Saved data entries
##############################

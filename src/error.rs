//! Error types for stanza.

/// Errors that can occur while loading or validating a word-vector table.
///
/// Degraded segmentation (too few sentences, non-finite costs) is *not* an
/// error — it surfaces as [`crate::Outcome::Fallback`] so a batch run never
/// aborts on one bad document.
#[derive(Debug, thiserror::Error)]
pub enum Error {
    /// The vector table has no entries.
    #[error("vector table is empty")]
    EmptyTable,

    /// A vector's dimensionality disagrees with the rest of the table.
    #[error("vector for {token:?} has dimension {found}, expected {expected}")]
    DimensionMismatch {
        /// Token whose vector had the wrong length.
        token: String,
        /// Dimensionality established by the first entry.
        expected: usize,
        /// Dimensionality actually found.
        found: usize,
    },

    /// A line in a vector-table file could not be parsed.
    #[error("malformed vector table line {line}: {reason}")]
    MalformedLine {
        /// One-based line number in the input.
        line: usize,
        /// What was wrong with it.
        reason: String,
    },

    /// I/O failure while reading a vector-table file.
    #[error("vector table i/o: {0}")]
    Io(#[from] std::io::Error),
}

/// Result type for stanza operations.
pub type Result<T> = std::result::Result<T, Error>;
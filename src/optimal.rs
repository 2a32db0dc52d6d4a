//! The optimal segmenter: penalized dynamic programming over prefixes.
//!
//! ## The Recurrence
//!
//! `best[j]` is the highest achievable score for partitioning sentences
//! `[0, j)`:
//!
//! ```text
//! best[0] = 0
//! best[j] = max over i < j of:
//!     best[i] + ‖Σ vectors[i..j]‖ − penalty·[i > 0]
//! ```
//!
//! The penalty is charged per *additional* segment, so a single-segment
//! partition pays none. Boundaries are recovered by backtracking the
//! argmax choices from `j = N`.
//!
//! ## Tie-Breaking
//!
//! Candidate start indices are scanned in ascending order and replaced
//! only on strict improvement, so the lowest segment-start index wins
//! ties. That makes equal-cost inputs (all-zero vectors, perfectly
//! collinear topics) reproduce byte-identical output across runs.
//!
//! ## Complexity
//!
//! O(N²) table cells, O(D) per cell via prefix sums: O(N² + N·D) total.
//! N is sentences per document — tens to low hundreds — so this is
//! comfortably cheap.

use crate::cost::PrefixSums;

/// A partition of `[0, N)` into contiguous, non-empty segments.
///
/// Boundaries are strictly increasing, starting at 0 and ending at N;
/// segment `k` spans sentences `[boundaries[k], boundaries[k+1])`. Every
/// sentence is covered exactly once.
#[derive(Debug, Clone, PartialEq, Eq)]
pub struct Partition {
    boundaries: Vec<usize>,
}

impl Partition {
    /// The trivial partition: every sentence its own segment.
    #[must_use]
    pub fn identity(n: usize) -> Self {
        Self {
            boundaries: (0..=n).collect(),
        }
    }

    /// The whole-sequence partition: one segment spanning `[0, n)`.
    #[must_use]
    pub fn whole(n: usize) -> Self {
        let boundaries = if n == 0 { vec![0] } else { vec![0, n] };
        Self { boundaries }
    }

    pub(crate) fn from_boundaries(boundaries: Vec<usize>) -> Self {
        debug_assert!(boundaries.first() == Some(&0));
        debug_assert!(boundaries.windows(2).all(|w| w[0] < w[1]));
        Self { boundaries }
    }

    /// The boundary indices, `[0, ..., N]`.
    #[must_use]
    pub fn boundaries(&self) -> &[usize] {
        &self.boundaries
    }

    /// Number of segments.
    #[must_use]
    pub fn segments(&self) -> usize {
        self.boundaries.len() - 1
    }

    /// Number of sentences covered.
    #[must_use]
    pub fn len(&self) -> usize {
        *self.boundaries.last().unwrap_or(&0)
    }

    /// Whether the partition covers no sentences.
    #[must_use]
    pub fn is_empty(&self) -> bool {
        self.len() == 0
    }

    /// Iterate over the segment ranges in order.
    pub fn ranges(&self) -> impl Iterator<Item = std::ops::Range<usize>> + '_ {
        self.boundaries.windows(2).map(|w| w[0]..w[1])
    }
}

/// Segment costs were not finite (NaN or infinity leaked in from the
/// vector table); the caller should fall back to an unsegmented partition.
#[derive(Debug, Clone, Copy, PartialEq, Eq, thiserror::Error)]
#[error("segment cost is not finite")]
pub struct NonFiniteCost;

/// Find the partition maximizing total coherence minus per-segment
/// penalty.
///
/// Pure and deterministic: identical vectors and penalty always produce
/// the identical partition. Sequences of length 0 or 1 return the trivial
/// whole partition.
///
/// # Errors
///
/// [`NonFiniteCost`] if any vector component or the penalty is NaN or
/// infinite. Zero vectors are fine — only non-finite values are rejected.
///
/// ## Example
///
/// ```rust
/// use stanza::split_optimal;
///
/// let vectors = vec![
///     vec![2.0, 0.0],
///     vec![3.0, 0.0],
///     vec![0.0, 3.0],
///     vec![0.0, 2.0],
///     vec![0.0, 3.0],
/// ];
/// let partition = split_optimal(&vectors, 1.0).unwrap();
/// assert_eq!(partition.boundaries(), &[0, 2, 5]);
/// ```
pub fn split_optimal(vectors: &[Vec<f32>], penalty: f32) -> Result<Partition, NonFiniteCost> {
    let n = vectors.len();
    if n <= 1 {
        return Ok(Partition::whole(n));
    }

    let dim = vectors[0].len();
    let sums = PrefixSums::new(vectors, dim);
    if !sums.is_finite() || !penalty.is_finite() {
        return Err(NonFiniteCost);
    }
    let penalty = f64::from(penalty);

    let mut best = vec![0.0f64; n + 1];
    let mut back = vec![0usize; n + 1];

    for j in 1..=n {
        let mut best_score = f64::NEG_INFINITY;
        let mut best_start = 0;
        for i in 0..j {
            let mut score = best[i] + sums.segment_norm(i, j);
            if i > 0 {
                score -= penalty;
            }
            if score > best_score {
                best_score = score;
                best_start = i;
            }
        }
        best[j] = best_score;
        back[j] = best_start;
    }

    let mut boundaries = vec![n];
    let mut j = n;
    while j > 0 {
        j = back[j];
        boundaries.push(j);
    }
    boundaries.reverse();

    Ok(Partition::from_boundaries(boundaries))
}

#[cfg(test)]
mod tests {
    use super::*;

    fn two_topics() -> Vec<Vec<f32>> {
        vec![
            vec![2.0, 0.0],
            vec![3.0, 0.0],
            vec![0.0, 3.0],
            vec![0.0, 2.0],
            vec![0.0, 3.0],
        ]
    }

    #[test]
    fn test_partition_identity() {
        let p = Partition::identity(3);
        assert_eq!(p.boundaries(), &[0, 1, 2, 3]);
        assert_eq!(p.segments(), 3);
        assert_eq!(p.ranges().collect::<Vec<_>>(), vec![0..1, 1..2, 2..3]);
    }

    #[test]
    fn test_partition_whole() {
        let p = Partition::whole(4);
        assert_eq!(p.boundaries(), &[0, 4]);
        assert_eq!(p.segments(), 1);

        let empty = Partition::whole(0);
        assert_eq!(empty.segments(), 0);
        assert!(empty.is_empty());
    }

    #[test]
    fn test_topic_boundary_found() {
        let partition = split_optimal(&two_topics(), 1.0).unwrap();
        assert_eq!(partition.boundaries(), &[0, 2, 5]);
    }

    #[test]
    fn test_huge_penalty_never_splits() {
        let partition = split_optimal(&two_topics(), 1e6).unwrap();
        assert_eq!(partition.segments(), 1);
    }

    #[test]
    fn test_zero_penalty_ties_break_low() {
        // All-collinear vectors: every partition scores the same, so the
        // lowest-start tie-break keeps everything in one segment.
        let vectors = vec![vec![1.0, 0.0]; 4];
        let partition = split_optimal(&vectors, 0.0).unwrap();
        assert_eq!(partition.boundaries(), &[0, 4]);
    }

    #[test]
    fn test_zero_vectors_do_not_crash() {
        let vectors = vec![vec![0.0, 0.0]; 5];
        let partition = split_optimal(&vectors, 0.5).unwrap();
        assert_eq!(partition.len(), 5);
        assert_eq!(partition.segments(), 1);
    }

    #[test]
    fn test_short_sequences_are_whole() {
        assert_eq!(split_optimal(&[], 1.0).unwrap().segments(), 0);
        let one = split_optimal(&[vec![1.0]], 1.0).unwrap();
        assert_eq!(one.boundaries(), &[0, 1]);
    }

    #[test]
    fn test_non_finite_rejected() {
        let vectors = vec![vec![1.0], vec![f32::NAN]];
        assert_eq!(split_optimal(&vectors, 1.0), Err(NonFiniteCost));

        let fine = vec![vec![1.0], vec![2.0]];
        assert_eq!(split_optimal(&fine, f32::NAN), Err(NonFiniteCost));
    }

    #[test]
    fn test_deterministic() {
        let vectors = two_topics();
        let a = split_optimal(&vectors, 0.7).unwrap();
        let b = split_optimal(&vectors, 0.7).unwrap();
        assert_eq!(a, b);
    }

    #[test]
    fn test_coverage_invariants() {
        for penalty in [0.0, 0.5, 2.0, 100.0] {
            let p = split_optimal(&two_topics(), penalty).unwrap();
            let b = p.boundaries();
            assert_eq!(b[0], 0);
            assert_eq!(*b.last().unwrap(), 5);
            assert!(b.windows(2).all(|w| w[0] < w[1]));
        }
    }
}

##############################

WORK TO COMPLETE >> Please print the records above exactly from their first line. End with the line containing "of the table.", and include it.

ANSWER FOR THE TASK >>
filename src/error.rs
//! Error types for stanza.

/// Errors that can occur while loading or validating a word-vector table.
///
/// Degraded segmentation (too few sentences, non-finite costs) is *not* an
/// error — it surfaces as [`crate::Outcome::Fallback`] so a batch run never
/// aborts on one bad document.
#[derive(Debug, thiserror::Error)]
pub enum Error {
    /// The vector table has no entries.
    #[error("vector table is empty")]
    EmptyTable,

    /// A vector's dimensionality disagrees with the rest of the table.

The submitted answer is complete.